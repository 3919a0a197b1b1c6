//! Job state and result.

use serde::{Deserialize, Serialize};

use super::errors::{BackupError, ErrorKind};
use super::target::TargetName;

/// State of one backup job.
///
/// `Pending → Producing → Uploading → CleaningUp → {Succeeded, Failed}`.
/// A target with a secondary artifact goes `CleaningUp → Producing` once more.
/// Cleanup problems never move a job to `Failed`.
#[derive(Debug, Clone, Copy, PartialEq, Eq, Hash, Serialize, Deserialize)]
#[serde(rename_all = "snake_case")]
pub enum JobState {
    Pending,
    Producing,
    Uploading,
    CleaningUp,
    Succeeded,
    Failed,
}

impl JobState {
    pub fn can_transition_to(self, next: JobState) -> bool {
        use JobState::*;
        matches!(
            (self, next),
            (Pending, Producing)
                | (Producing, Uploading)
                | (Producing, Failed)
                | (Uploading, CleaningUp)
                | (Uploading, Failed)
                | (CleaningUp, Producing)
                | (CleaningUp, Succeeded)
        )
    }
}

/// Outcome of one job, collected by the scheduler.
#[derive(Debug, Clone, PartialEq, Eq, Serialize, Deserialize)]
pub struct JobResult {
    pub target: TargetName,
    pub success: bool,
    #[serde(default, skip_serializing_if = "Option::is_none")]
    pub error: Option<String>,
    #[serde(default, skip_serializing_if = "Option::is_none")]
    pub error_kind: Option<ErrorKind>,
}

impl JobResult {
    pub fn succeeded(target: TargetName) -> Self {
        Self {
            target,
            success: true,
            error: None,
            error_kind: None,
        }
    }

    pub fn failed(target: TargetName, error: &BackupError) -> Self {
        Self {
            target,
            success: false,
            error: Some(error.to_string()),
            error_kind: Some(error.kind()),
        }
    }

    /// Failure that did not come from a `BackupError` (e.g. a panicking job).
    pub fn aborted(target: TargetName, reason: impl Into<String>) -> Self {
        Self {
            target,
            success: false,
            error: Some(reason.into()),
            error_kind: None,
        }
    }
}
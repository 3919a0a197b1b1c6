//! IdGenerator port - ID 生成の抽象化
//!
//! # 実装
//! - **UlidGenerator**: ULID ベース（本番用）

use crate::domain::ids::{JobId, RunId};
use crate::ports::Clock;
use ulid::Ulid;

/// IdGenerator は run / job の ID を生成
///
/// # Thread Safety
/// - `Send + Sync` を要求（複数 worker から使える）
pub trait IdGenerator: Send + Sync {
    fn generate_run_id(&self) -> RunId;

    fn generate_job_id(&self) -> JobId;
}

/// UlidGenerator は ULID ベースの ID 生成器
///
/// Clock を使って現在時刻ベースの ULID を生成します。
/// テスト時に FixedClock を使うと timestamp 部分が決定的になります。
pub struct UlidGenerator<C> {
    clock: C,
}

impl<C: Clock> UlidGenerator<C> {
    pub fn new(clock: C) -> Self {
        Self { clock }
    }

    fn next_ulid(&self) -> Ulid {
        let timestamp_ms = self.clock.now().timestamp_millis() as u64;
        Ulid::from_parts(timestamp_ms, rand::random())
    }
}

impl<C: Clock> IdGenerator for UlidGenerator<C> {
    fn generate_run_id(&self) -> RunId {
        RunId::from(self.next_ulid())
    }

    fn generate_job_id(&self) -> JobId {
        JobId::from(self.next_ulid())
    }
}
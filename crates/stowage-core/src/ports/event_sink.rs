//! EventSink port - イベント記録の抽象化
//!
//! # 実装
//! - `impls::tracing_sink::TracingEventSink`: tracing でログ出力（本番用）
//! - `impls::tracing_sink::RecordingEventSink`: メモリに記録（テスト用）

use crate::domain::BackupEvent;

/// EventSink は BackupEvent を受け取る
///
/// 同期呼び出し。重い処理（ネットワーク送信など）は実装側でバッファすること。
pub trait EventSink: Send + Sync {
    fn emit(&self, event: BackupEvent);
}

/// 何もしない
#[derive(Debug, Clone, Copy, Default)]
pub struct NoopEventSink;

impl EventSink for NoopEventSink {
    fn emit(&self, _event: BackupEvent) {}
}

Task
What belongs in the answer is each line from the listing above that contains "CleaningUp".

Expected answer
/// `Pending → Producing → Uploading → CleaningUp → {Succeeded, Failed}`.
/// A target with a secondary artifact goes `CleaningUp → Producing` once more.
    CleaningUp,
                | (Uploading, CleaningUp)
                | (CleaningUp, Producing)
                | (CleaningUp, Succeeded)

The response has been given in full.